Nysa se rindió y recibió buenos términos y una salida de Bazira (la moderna Biarikot) fue repelida tras duro combate, mientras que la cercana Ora (la moderna Odigram) fue atacada por Alejandro, lo que empujó a los defensores de Bazira a abandonar su ciudad. Junto con otros, se refugiaron en la alta e inaccesible Roca de Aornos (la moderna montaña Pir-sar), cercana al Indo. Su conquista, que tenía una connotación mítica, pues, según una leyenda, ante ella había fracasado el mismo Heracles, sin duda debió complacerle en grado sumo. De esta manera Alejandro eclipsaba las hazañas de su antepasado. El sometimiento de la región le había llevado el resto del año y parte del inverno, de modo que no fue hasta principios de la primavera de 326 a.C. cuando Alejandro se reunió con algún retraso con respecto a la columna mandada por con Pérdicas y Hefestión en el cruce acordado del Indo, quizá en algún lugar cerca de la moderna Charsadda. Durante un mes, el recién reunido ejército descansó y se preparó para la siguiente campaña, pasado el rio por un puente construido al efecto; habían transportado barcos en secciones o los habían construido allí para utilizarlos como una especie de puente flotante. No encontraron oposición al cruzar, porque la diplomacia ya había hecho su trabajo y los invasores recibieron la bienvenida de Omfis, el gobernante de Taxila, un reino en la región de la moderna Rawalpindi en Pakistán. Comenzó la penetración en el “país de los cinco ríos”, la India Norte.

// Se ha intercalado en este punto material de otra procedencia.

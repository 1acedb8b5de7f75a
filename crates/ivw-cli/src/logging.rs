//! Logging setup for the `ivw` binary using `tracing` and `tracing-subscriber`.
//!
//! # Log Levels
//!
//! - `error`: Failed loads and writes
//! - `warn`: Repaired values, e.g. inverted property ranges
//! - `info`: Files read and written, converters applied
//! - `debug`: Individual identifier replacements
//! - `trace`: Property change notifications
//!
//! # Usage
//!
//! ```ignore
//! use ivw_cli::logging::{init_logging, LogConfig};
//!
//! let config = LogConfig::from_verbosity(1);
//! init_logging(&config)?;
//! ```

use std::fs::OpenOptions;
use std::io::{self, Write};
use std::path::PathBuf;
use std::sync::{Arc, Mutex};

use tracing::level_filters::LevelFilter;
use tracing_subscriber::{
    EnvFilter,
    fmt::{self, MakeWriter},
    layer::SubscriberExt,
    util::SubscriberInitExt,
};

/// Configuration for logging behavior.
#[derive(Debug, Clone)]
pub struct LogConfig {
    /// Maximum level emitted by the workspace crates.
    pub level_filter: LevelFilter,
    /// Let `RUST_LOG` replace the level filter when it is set.
    pub use_env_filter: bool,
    /// Whether to include timestamps in log output.
    pub with_timestamps: bool,
    /// Whether to include target (module path) in log output.
    pub with_target: bool,
    /// Whether to use ANSI colors in output.
    pub with_ansi: bool,
    pub format: LogFormat,
    /// Optional log file path. When set, logs are appended to the file.
    pub log_file: Option<PathBuf>,
}

/// Log output format.
#[derive(Debug, Clone, Copy, Default, PartialEq, Eq)]
pub enum LogFormat {
    /// Human-readable format with colors.
    #[default]
    Pretty,
    /// Compact single-line format.
    Compact,
    /// JSON format for machine parsing.
    Json,
}

impl Default for LogConfig {
    fn default() -> Self {
        Self {
            level_filter: LevelFilter::WARN,
            use_env_filter: true,
            with_timestamps: false,
            with_target: false,
            with_ansi: true,
            format: LogFormat::default(),
            log_file: None,
        }
    }
}

impl LogConfig {
    /// Create a `LogConfig` from a `-v` count.
    ///
    /// - 0: warn level
    /// - 1 (`-v`): info level
    /// - 2 (`-vv`): debug level
    /// - 3+ (`-vvv`): trace level
    #[must_use]
    pub fn from_verbosity(verbosity: u8) -> Self {
        let level_filter = match verbosity {
            0 => LevelFilter::WARN,
            1 => LevelFilter::INFO,
            2 => LevelFilter::DEBUG,
            _ => LevelFilter::TRACE,
        };
        Self {
            level_filter,
            use_env_filter: false,
            ..Default::default()
        }
    }

    #[must_use]
    pub fn with_level_filter(mut self, level_filter: LevelFilter) -> Self {
        self.level_filter = level_filter;
        self
    }

    #[must_use]
    pub fn with_timestamps(mut self, enable: bool) -> Self {
        self.with_timestamps = enable;
        self
    }

    #[must_use]
    pub fn with_target(mut self, enable: bool) -> Self {
        self.with_target = enable;
        self
    }

    #[must_use]
    pub fn with_ansi(mut self, enable: bool) -> Self {
        self.with_ansi = enable;
        self
    }

    #[must_use]
    pub fn with_format(mut self, format: LogFormat) -> Self {
        self.format = format;
        self
    }

    /// Set the log file path (writes to stderr when None).
    #[must_use]
    pub fn with_log_file(mut self, path: Option<PathBuf>) -> Self {
        self.log_file = path;
        self
    }

    /// Filter directives for the workspace crates at the configured level.
    pub fn directives(&self) -> String {
        let level = self.level_filter.to_string().to_lowercase();
        format!(
            "{level},ivw_cli={level},ivw_serialization={level},ivw_properties={level}"
        )
    }
}

/// Install the global tracing subscriber.
///
/// Call once at startup.
///
/// # Errors
///
/// Returns an error if the log file cannot be opened.
///
/// # Panics
///
/// Panics if a global subscriber is already installed.
pub fn init_logging(config: &LogConfig) -> io::Result<()> {
    if let Some(path) = &config.log_file {
        let file = OpenOptions::new().create(true).append(true).open(path)?;
        init_logging_with_writer(config, SharedFileWriter::new(file));
    } else {
        init_logging_with_writer(config, io::stderr);
    }
    Ok(())
}

/// Install the global tracing subscriber with a custom writer.
pub fn init_logging_with_writer<W>(config: &LogConfig, writer: W)
where
    W: for<'writer> MakeWriter<'writer> + Send + Sync + 'static,
{
    let filter = build_env_filter(config);

    match config.format {
        LogFormat::Json => {
            let layer = fmt::layer()
                .json()
                .with_writer(writer)
                .with_target(config.with_target);

            tracing_subscriber::registry()
                .with(filter)
                .with(layer)
                .init();
        }
        LogFormat::Compact => {
            let layer = fmt::layer()
                .compact()
                .with_writer(writer)
                .with_ansi(config.with_ansi)
                .with_target(config.with_target);

            if config.with_timestamps {
                tracing_subscriber::registry()
                    .with(filter)
                    .with(layer)
                    .init();
            } else {
                tracing_subscriber::registry()
                    .with(filter)
                    .with(layer.without_time())
                    .init();
            }
        }
        LogFormat::Pretty => {
            let layer = fmt::layer()
                .with_writer(writer)
                .with_ansi(config.with_ansi)
                .with_target(config.with_target);

            if config.with_timestamps {
                tracing_subscriber::registry()
                    .with(filter)
                    .with(layer)
                    .init();
            } else {
                tracing_subscriber::registry()
                    .with(filter)
                    .with(layer.without_time())
                    .init();
            }
        }
    }
}

#[derive(Clone)]
struct SharedFileWriter {
    file: Arc<Mutex<std::fs::File>>,
}

impl SharedFileWriter {
    fn new(file: std::fs::File) -> Self {
        Self {
            file: Arc::new(Mutex::new(file)),
        }
    }
}

struct SharedFileGuard {
    file: Arc<Mutex<std::fs::File>>,
}

impl Write for SharedFileGuard {
    fn write(&mut self, buf: &[u8]) -> io::Result<usize> {
        let mut guard = self
            .file
            .lock()
            .map_err(|_| io::Error::other("log file lock poisoned"))?;
        guard.write(buf)
    }

    fn flush(&mut self) -> io::Result<()> {
        let mut guard = self
            .file
            .lock()
            .map_err(|_| io::Error::other("log file lock poisoned"))?;
        guard.flush()
    }
}

impl<'a> MakeWriter<'a> for SharedFileWriter {
    type Writer = SharedFileGuard;

    fn make_writer(&'a self) -> Self::Writer {
        SharedFileGuard {
            file: Arc::clone(&self.file),
        }
    }
}

fn build_env_filter(config: &LogConfig) -> EnvFilter {
    if config.use_env_filter
        && let Ok(filter) = EnvFilter::try_from_default_env()
    {
        return filter;
    }
    EnvFilter::new(config.directives())
}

Otros príncipes seguirán el ejemplo de sumisión voluntaria de Omfis. El único que se opuso fue Poros, señor de los territorios al este del rio Hidaspes. En conjunto, es probable que Alejandro superase en número a Poros, quizá por un margen considerable. El río Hidaspes era ancho, profundo y corría con fuerza por la nieve derretida que bajaba de las montañas y las grandes tormentas que anunciaban la llegada de la temporada del monzón. Esto significaba que ninguno de los vados sería practicable, así que Alejandro envió al Indo la orden de que desmontasen el puente flotante y le enviasen barcas por tierra, las mayores en secciones. Además, Poros contaba con elefantes. Darío había contado con un pequeño número en Gaugamela y desde el año 327 a.C. habían capturado o le habían regalado a Alejandro algunas de esas criaturas, lo que les permitió a los macedonios hacerse una idea de su tamaño y fuerza.

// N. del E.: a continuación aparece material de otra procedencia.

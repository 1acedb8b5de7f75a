//! Fixed vocabulary of element and attribute names used by the workspace format.

/// Attribute holding the textual value of a primitive node.
pub const CONTENT_ATTRIBUTE: &str = "content";

/// Attribute naming the concrete type of a polymorphic node.
pub const TYPE_ATTRIBUTE: &str = "type";

/// Attribute marking a present optional value, holding its Rust type name.
pub const REFERENCE_ATTRIBUTE: &str = "reference";

/// Attribute holding an object's identifier.
pub const IDENTIFIER_ATTRIBUTE: &str = "identifier";

/// Attribute holding a format or module version.
pub const VERSION_ATTRIBUTE: &str = "version";

/// Attribute holding a module name inside the module version table.
pub const NAME_ATTRIBUTE: &str = "name";

pub const VECTOR_X_ATTRIBUTE: &str = "x";
pub const VECTOR_Y_ATTRIBUTE: &str = "y";
pub const VECTOR_Z_ATTRIBUTE: &str = "z";
pub const VECTOR_W_ATTRIBUTE: &str = "w";

pub const COLOR_R_ATTRIBUTE: &str = "r";
pub const COLOR_G_ATTRIBUTE: &str = "g";
pub const COLOR_B_ATTRIBUTE: &str = "b";
pub const COLOR_A_ATTRIBUTE: &str = "a";

/// Coordinate attribute names in component order.
pub const VECTOR_ATTRIBUTES: [&str; 4] = [
    VECTOR_X_ATTRIBUTE,
    VECTOR_Y_ATTRIBUTE,
    VECTOR_Z_ATTRIBUTE,
    VECTOR_W_ATTRIBUTE,
];

/// Color attribute names in component order.
pub const COLOR_ATTRIBUTES: [&str; 4] = [
    COLOR_R_ATTRIBUTE,
    COLOR_G_ATTRIBUTE,
    COLOR_B_ATTRIBUTE,
    COLOR_A_ATTRIBUTE,
];

/// Prefix of the per-column child nodes of a matrix (`col0`, `col1`, ...).
pub const MATRIX_COLUMN_PREFIX: &str = "col";

/// Root element of a workspace document.
pub const WORKSPACE_ROOT: &str = "InviwoWorkspace";

/// Current workspace format version, stored on the root element.
pub const WORKSPACE_VERSION: u32 = 2;

/// Element listing the module versions a document was written with.
pub const MODULE_VERSIONS: &str = "ModuleVersions";

/// Child element of [`MODULE_VERSIONS`].
pub const MODULE_ELEMENT: &str = "Module";

/// Default number of spaces per indentation level when writing XML.
pub const DEFAULT_INDENT: usize = 2;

Poros tenía muchos elefantes, unos setenta y cinco si hacemos caso a la fuente más moderada, que eran fácilmente visibles a través del río cuando los indios formaron en orden de batalla sobre la misma orilla, dispuestos a enfrentarse a un ataque. A los caballos macedonios los asustaba el olor y la apariencia de los elefantes, y solo un adiestramiento prolongado podía acostumbrarlos a estar cerca de ellos, pero no tenían tiempo para hacerlo. Alejandro se dio cuenta de que aquel era un problema que no podía acometer de frente. La caballería macedonia no sería capaz de forzar a sus monturas a ir a una orilla donde los esperaban esas aterradoras criaturas, y a la infantería le habría resultado difícil abrirse paso hasta la otra orilla por sí sola. Dado que un ataque directo sería costoso y tenía muchas posibilidades de fracasar, Alejandro decide esperar hasta el otoño, momento en el que el nivel del río comenzase a bajar para poder vadearlo. Para convencer a Poros de esto, hizo alarde de que se establecía junto al río y reunía las enormes cantidades de suministro necesarias mientras enviaba patrullas a recorrer la orilla del río para reunir información sobre posibles lugares de cruce. Al principio los indios respondían frente a cada maniobra de los macedonios reuniéndose preparados para la batalla, pero pronto se cansaron y decidió dejar de reunir a las tropas a cada demostración y ordenó que las patrullas observasen al enemigo.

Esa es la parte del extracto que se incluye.